CBST Goes to the United Nations!

CBST Goes to the United Nations!

This past Tuesday, December 11th , the International Gay and Lesbian Human Rights Commission (IGLHRC), Human Rights Watch (HRW), and the United Nations joined together to celebrate the 64th  anniversary of the Universal Declaration of Human Rights. They acknowledged this occasion by holding a panel dedicated to the newest, and long overdue, frontier of human rights recognition within the UN: LGBT human rights.

The panel was entitled Leadership in the Fight Against Homophobia  and CBST was thrilled to have two of our own staff, Evan Davidoff and Jordan Rubenstein, there to represent us on this historic occasion. It was not long ago when IGLHRC couldn’t even get consultative status at the United Nations due to being a group that worked for the human rights of people of all sexual orientations and gender identities. Now, here they were holding a conference acknowledging the growing presence of LGBT civil society within the UN structure and the importance of member states fully protecting and implementing these rights in their own society.

The United Nations couldn’t make more clear how seriously as an organization they are taking the implementation and recognition of LGBT rights as human rights. The conference was opened by United Nations Secretary General Ban Ki-Moon who gave more than an endorsement of, but his own personal commitment to, the fight to eradicate homophobia and transphobia around the globe by stating “Lesbian, gay, bisexual and transgender people are entitled to the same rights as everyone else. They too are born free and equal. I stand shoulder-to-shoulder with them in their struggle for human rights.”

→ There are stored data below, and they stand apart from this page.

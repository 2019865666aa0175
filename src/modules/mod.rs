//! Built-in modules.
//!
//! | kind           | default stage  | effect                                   |
//! |----------------|----------------|------------------------------------------|
//! | `request_id`   | `really_first` | sets `X-Request-Id` on the response      |
//! | `echo`         | `first`        | 200 with a page describing the request   |
//! | `static_file`  | `first`        | 200 with a file from disk, 404/500 on error |
//! | `response_log` | `really_last`  | logs the final response                  |
//!
//! Every module accepts a `stage` option overriding its default stage.

use std::sync::Arc;

use crate::pipeline::Module;

pub mod echo;
pub mod request_id;
pub mod response_log;
pub mod static_file;

pub use echo::EchoModule;
pub use request_id::RequestIdModule;
pub use response_log::ResponseLogModule;
pub use static_file::StaticFileModule;

/// Every kind accepted by [`build`].
pub const KINDS: &[&str] = &[echo::KIND, request_id::KIND, response_log::KIND, static_file::KIND];

/// Create a fresh, not yet started module of `kind`.
pub fn build(kind: &str) -> Option<Arc<dyn Module>> {
    let module: Arc<dyn Module> = match kind {
        echo::KIND => Arc::new(EchoModule::new()),
        request_id::KIND => Arc::new(RequestIdModule::new()),
        response_log::KIND => Arc::new(ResponseLogModule::new()),
        static_file::KIND => Arc::new(StaticFileModule::new()),
        _ => return None,
    };
    Some(module)
}

#[cfg(test)]
mod tests {
    use super::*;

    #[test]
    fn every_kind_builds() {
        for kind in KINDS {
            let module = build(kind).unwrap();
            assert_eq!(module.name(), *kind);
        }
    }

    #[test]
    fn unknown_kind() {
        assert!(build("teleport").is_none());
    }
}
//! Lifecycle management subsystem.
//!
//! # Data Flow
//! ```text
//! Startup (startup.rs):
//!     Config → Pipeline::configure → ModuleHost::load (per module)
//!
//! Running (host.rs):
//!     load/unload by instance name, stop before unhook
//!
//! Shutdown (shutdown.rs):
//!     Ctrl+C or trigger → server stops accepting → stop all modules
//! ```
//!
//! # Design Decisions
//! - Ordered startup: pipeline options first, then modules, then listener
//! - Ordered shutdown: stop accepting, drain, stop modules

pub mod host;
pub mod shutdown;
pub mod startup;

pub use host::{HostError, ModuleHost};
pub use shutdown::Shutdown;
pub use startup::{build_pipeline, build_pipeline_with, StartupError};
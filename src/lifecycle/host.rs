//! Module host: loads and unloads named module instances.
//!
//! # Responsibilities
//! - Start modules against the pipeline and remember them by name
//! - On unload, stop the module and only then unhook it
//! - Stop everything on shutdown, even if some modules fail to stop
//!
//! # Design Decisions
//! - Instance names are unique per host
//! - A module whose `stop` fails stays loaded and hooked

use std::sync::Arc;

use dashmap::mapref::entry::Entry;
use dashmap::DashMap;
use thiserror::Error;

use crate::modules;
use crate::pipeline::{Module, ModuleError, Options, Pipeline};

#[derive(Debug, Error)]
pub enum HostError {
    #[error("module instance {0:?} is already loaded")]
    Duplicate(String),

    #[error("module instance {0:?} is not loaded")]
    Unknown(String),

    #[error("module instance {name:?} has unknown kind {kind:?}")]
    UnknownKind { name: String, kind: String },

    #[error("module instance {name:?}: {source}")]
    Module {
        name: String,
        #[source]
        source: ModuleError,
    },
}

/// Owner of the loaded modules of one pipeline.
pub struct ModuleHost {
    pipeline: Arc<Pipeline>,
    loaded: DashMap<String, Arc<dyn Module>>,
}

impl ModuleHost {
    pub fn new(pipeline: Arc<Pipeline>) -> Self {
        Self {
            pipeline,
            loaded: DashMap::new(),
        }
    }

    pub fn pipeline(&self) -> &Arc<Pipeline> {
        &self.pipeline
    }

    /// Start `module` and remember it as `name`.
    ///
    /// `start` runs without any host lock held, so it may call back into
    /// the host. If another load claimed `name` in the meantime, the module
    /// is stopped and its new hook entries are removed.
    pub fn load(&self, name: &str, module: Arc<dyn Module>, options: &Options) -> Result<(), HostError> {
        if self.loaded.contains_key(name) {
            return Err(HostError::Duplicate(name.to_string()));
        }

        let before = self.pipeline.hook_counts(&module);
        self.pipeline
            .start_module(Arc::clone(&module), options)
            .map_err(|source| HostError::Module {
                name: name.to_string(),
                source,
            })?;

        let inserted = match self.loaded.entry(name.to_string()) {
            Entry::Occupied(_) => false,
            Entry::Vacant(slot) => {
                slot.insert(Arc::clone(&module));
                true
            }
        };
        if !inserted {
            if let Err(e) = module.stop() {
                tracing::warn!(instance = %name, error = %e, "Failed to stop module after losing name race");
            }
            self.pipeline.trim_hooks(&module, before);
            return Err(HostError::Duplicate(name.to_string()));
        }

        tracing::info!(instance = %name, module = module.name(), "Module loaded");
        Ok(())
    }

    /// Build a module of `kind` and load it as `name`.
    pub fn load_kind(&self, name: &str, kind: &str, options: &Options) -> Result<(), HostError> {
        let module = modules::build(kind).ok_or_else(|| HostError::UnknownKind {
            name: name.to_string(),
            kind: kind.to_string(),
        })?;
        self.load(name, module, options)
    }

    /// Stop the module loaded as `name`, then unhook and forget it.
    pub fn unload(&self, name: &str) -> Result<(), HostError> {
        let module = self
            .loaded
            .get(name)
            .map(|entry| Arc::clone(entry.value()))
            .ok_or_else(|| HostError::Unknown(name.to_string()))?;

        module.stop().map_err(|source| HostError::Module {
            name: name.to_string(),
            source,
        })?;

        self.pipeline.unhook(&module);
        self.loaded.remove(name);
        tracing::info!(instance = %name, module = module.name(), "Module unloaded");
        Ok(())
    }

    /// Unload every module. Returns how many were unloaded.
    pub fn shutdown(&self) -> usize {
        let mut unloaded = 0;
        for name in self.loaded() {
            match self.unload(&name) {
                Ok(()) => unloaded += 1,
                Err(e) => tracing::error!(instance = %name, error = %e, "Module failed to stop"),
            }
        }
        unloaded
    }

    /// Names of the loaded instances, sorted.
    pub fn loaded(&self) -> Vec<String> {
        let mut names: Vec<String> = self.loaded.iter().map(|entry| entry.key().clone()).collect();
        names.sort();
        names
    }

    pub fn get(&self, name: &str) -> Option<Arc<dyn Module>> {
        self.loaded.get(name).map(|entry| Arc::clone(entry.value()))
    }
}
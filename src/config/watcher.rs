//! Configuration file watcher for hot reload.
//!
//! The parent directory is watched rather than the file itself: editors
//! that save through a rename would otherwise end the watch after the
//! first edit.

use std::path::{Path, PathBuf};
use std::time::Duration;

use notify::{Config, Event, RecommendedWatcher, RecursiveMode, Watcher};
use tokio::sync::mpsc;

use crate::config::loader::load_config;
use crate::config::schema::ServerConfig;

/// Watches one configuration file and forwards every new valid version.
pub struct ConfigWatcher {
    path: PathBuf,
    updates: mpsc::UnboundedSender<ServerConfig>,
}

impl ConfigWatcher {
    /// Returns the watcher and the receiving end for reloaded configurations.
    pub fn new(path: &Path) -> (Self, mpsc::UnboundedReceiver<ServerConfig>) {
        let (updates, rx) = mpsc::unbounded_channel();
        let watcher = Self {
            path: path.to_path_buf(),
            updates,
        };
        (watcher, rx)
    }

    /// Start watching. Notifications stop when the returned watcher is dropped.
    ///
    /// A reload that fails to load or validate is logged and skipped, and a
    /// reload identical to the last one forwarded is not sent again.
    pub fn run(self) -> Result<RecommendedWatcher, notify::Error> {
        let Self { path, updates } = self;
        let dir = match path.parent() {
            Some(parent) if !parent.as_os_str().is_empty() => parent.to_path_buf(),
            _ => PathBuf::from("."),
        };
        let file_name = path.file_name().map(|name| name.to_os_string());
        let watched = path.clone();
        let mut last_sent: Option<ServerConfig> = None;

        let mut watcher = RecommendedWatcher::new(
            move |res: notify::Result<Event>| {
                let event = match res {
                    Ok(event) => event,
                    Err(e) => {
                        tracing::error!(error = %e, "Config watch error");
                        return;
                    }
                };
                if !(event.kind.is_modify() || event.kind.is_create()) {
                    return;
                }
                let touches_file = event
                    .paths
                    .iter()
                    .any(|p| p.file_name().map(|n| n.to_os_string()) == file_name);
                if !touches_file {
                    return;
                }

                match load_config(&watched) {
                    Ok(config) if last_sent.as_ref() == Some(&config) => {
                        tracing::debug!(path = ?watched, "Config file touched without changes");
                    }
                    Ok(config) => {
                        tracing::info!(path = ?watched, "Config file changed, reloading");
                        last_sent = Some(config.clone());
                        if updates.send(config).is_err() {
                            tracing::debug!("Config receiver gone, dropping update");
                        }
                    }
                    Err(e) => {
                        tracing::error!(path = ?watched, error = %e, "Rejected config reload, keeping current configuration");
                    }
                }
            },
            Config::default().with_poll_interval(Duration::from_secs(2)),
        )?;

        watcher.watch(&dir, RecursiveMode::NonRecursive)?;
        tracing::info!(path = ?path, "Config watcher started");
        Ok(watcher)
    }
}
//! Static file module: serves one file from disk as the response body.
//!
//! # Design Decisions
//! - The file is read on every request, so edits show up without restart
//! - A missing file maps to 404, any other read failure to 500
//! - Reads block the dispatch thread; the server runs dispatch on a
//!   blocking task for this reason

use std::fs;
use std::io::ErrorKind;
use std::path::{Path, PathBuf};
use std::sync::atomic::{AtomicBool, Ordering};
use std::sync::Arc;

use arc_swap::ArcSwap;

use crate::http::{Request, Response};
use crate::pipeline::module::stage_option;
use crate::pipeline::{Flow, Module, ModuleError, Options, Registrar, Stage};

pub const KIND: &str = "static_file";
const DEFAULT_PATH: &str = "index.html";

#[derive(Debug, Clone, PartialEq, Eq)]
struct FileSettings {
    path: PathBuf,
    content_type: Option<String>,
}

/// Options: `stage` (default `first`), `path` (default `index.html`),
/// `content_type` (default: guessed from the extension).
#[derive(Debug)]
pub struct StaticFileModule {
    settings: ArcSwap<FileSettings>,
    running: AtomicBool,
}

impl StaticFileModule {
    pub fn new() -> Self {
        Self::with_path(DEFAULT_PATH)
    }

    pub fn with_path(path: impl Into<PathBuf>) -> Self {
        Self {
            settings: ArcSwap::from_pointee(FileSettings {
                path: path.into(),
                content_type: None,
            }),
            running: AtomicBool::new(false),
        }
    }

    pub fn path(&self) -> PathBuf {
        self.settings.load().path.clone()
    }
}

impl Default for StaticFileModule {
    fn default() -> Self {
        Self::new()
    }
}

impl Module for StaticFileModule {
    fn name(&self) -> &str {
        KIND
    }

    fn start(self: Arc<Self>, registrar: &Registrar<'_>, options: &Options) -> Result<(), ModuleError> {
        let stage = stage_option(KIND, options, Stage::First)?;

        let mut settings = FileSettings::clone(&self.settings.load());
        if let Some(path) = options.get("path") {
            if path.trim().is_empty() {
                return Err(ModuleError::invalid_option(KIND, "path", "must not be empty"));
            }
            settings.path = PathBuf::from(path);
        }
        if let Some(content_type) = options.get("content_type") {
            settings.content_type = Some(content_type.clone());
        }

        tracing::debug!(path = ?settings.path, "Static file module configured");
        self.settings.store(Arc::new(settings));
        self.running.store(true, Ordering::SeqCst);
        registrar.hook(self, stage)?;
        Ok(())
    }

    fn stop(&self) -> Result<(), ModuleError> {
        if !self.running.swap(false, Ordering::SeqCst) {
            return Err(ModuleError::NotRunning(KIND.to_string()));
        }
        Ok(())
    }

    fn handle_request(&self, _request: &Request, response: &mut Response) -> Flow {
        let settings = self.settings.load();
        match fs::read(&settings.path) {
            Ok(content) => {
                let content_type = settings
                    .content_type
                    .clone()
                    .unwrap_or_else(|| guess_content_type(&settings.path).to_string());
                response.set_status(200, "OK");
                response.set_header("Content-Type", content_type);
                response.set_body(content);
            }
            Err(e) if e.kind() == ErrorKind::NotFound => {
                tracing::warn!(path = ?settings.path, "Static file not found");
                response.set_status(404, "Not Found");
                response.set_header("Content-Type", "text/html");
                response.set_body("<h1>404 Not Found</h1>");
            }
            Err(e) => {
                tracing::error!(path = ?settings.path, error = %e, "Failed to read static file");
                response.set_status(500, "Internal Server Error");
                response.set_header("Content-Type", "text/html");
                response.set_body("<h1>500 Internal Server Error</h1>");
            }
        }
        Flow::Continue
    }
}

/// Content type for a file extension.
pub fn guess_content_type(path: &Path) -> &'static str {
    let ext = path
        .extension()
        .and_then(|e| e.to_str())
        .map(str::to_ascii_lowercase)
        .unwrap_or_default();
    match ext.as_str() {
        "html" | "htm" => "text/html",
        "css" => "text/css",
        "js" => "application/javascript",
        "json" => "application/json",
        "txt" => "text/plain",
        "svg" => "image/svg+xml",
        "png" => "image/png",
        "jpg" | "jpeg" => "image/jpeg",
        "gif" => "image/gif",
        "ico" => "image/x-icon",
        _ => "application/octet-stream",
    }
}
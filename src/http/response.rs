//! Outgoing response record.
//!
//! # Responsibilities
//! - Hold the status line, headers and body that modules build up
//! - Offer small helpers for the edits modules make most often
//!
//! # Design Decisions
//! - Fields are public: any module may overwrite any part
//! - A fresh response is built per dispatch and owned by that dispatch only
//! - Headers are kept in a sorted map so serialization order is stable

use std::borrow::Cow;

pub use crate::http::request::Headers;

/// A response under construction by the pipeline.
#[derive(Debug, Clone, Default, PartialEq, Eq)]
pub struct Response {
    pub version: String,
    pub status: u16,
    pub reason: String,
    pub headers: Headers,
    pub body: Vec<u8>,
}

impl Response {
    /// Set status code and reason phrase together.
    pub fn set_status(&mut self, status: u16, reason: impl Into<String>) {
        self.status = status;
        self.reason = reason.into();
    }

    pub fn set_header(&mut self, name: impl Into<String>, value: impl Into<String>) {
        self.headers.insert(name.into(), value.into());
    }

    pub fn remove_header(&mut self, name: &str) -> Option<String> {
        self.headers.remove(name)
    }

    pub fn header(&self, name: &str) -> Option<&str> {
        self.headers.get(name).map(String::as_str)
    }

    /// Replace the body.
    pub fn set_body(&mut self, body: impl Into<Vec<u8>>) {
        self.body = body.into();
    }

    /// Append to the existing body.
    pub fn append_body(&mut self, chunk: impl AsRef<[u8]>) {
        self.body.extend_from_slice(chunk.as_ref());
    }

    /// Body decoded as UTF-8, lossy.
    pub fn body_text(&self) -> Cow<'_, str> {
        String::from_utf8_lossy(&self.body)
    }

    pub fn is_success(&self) -> bool {
        (200..300).contains(&self.status)
    }

    pub fn is_server_error(&self) -> bool {
        (500..600).contains(&self.status)
    }
}

#[cfg(test)]
mod tests {
    use super::*;

    #[test]
    fn body_helpers() {
        let mut res = Response::default();
        res.set_body("hello");
        res.append_body(" world");
        assert_eq!(res.body_text(), "hello world");
    }

    #[test]
    fn status_and_headers() {
        let mut res = Response::default();
        res.set_status(404, "Not Found");
        res.set_header("Content-Type", "text/plain");

        assert_eq!(res.status, 404);
        assert_eq!(res.reason, "Not Found");
        assert_eq!(res.header("Content-Type"), Some("text/plain"));
        assert!(!res.is_success());

        assert_eq!(res.remove_header("Content-Type").as_deref(), Some("text/plain"));
        assert_eq!(res.header("Content-Type"), None);
    }

    #[test]
    fn status_classes() {
        let mut res = Response::default();
        res.status = 200;
        assert!(res.is_success());
        res.status = 503;
        assert!(res.is_server_error());
    }
}
//! Structured logging setup.
//!
//! `RUST_LOG` wins when set; otherwise the configured level applies to this
//! crate and to tower_http.

use tracing_subscriber::{layer::SubscriberExt, util::SubscriberInitExt, EnvFilter};
pub use tracing_subscriber::util::TryInitError;

use crate::config::{LogFormat, ObservabilityConfig};

/// Filter used when `RUST_LOG` is not set.
pub fn default_filter(level: &str) -> String {
    format!("module_pipeline={level},tower_http={level}")
}

/// Install the global tracing subscriber.
pub fn init(config: &ObservabilityConfig) -> Result<(), TryInitError> {
    let filter = EnvFilter::try_from_default_env()
        .unwrap_or_else(|_| EnvFilter::new(default_filter(&config.log_level)));

    let registry = tracing_subscriber::registry().with(filter);
    match config.log_format {
        LogFormat::Pretty => registry.with(tracing_subscriber::fmt::layer()).try_init(),
        LogFormat::Json => registry
            .with(tracing_subscriber::fmt::layer().json().flatten_event(true))
            .try_init(),
    }
}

The panel also included human rights defenders Blas Radi (Argentina), Olena Schevchenko (Ukraine), and Gift Trapence (Malawi) and celebrity guests Yvonne Chaka Chaka and Ricky Martin. The conference room was filled to capacity with over 300 guests. Sitting in the room you could feel the momentousness of the occasion and the energy of a global LGBT community ready to take their individual local lessons in social justice advocacy to a global scale. It was an honor for CBST to be able to be a part of this celebration of the advances recently made within the LGBT human rights community. Perhaps even more importantly it was a great opportunity for us to simultaneously gain and share knowledge of social justice within the LGBT community with those around the world.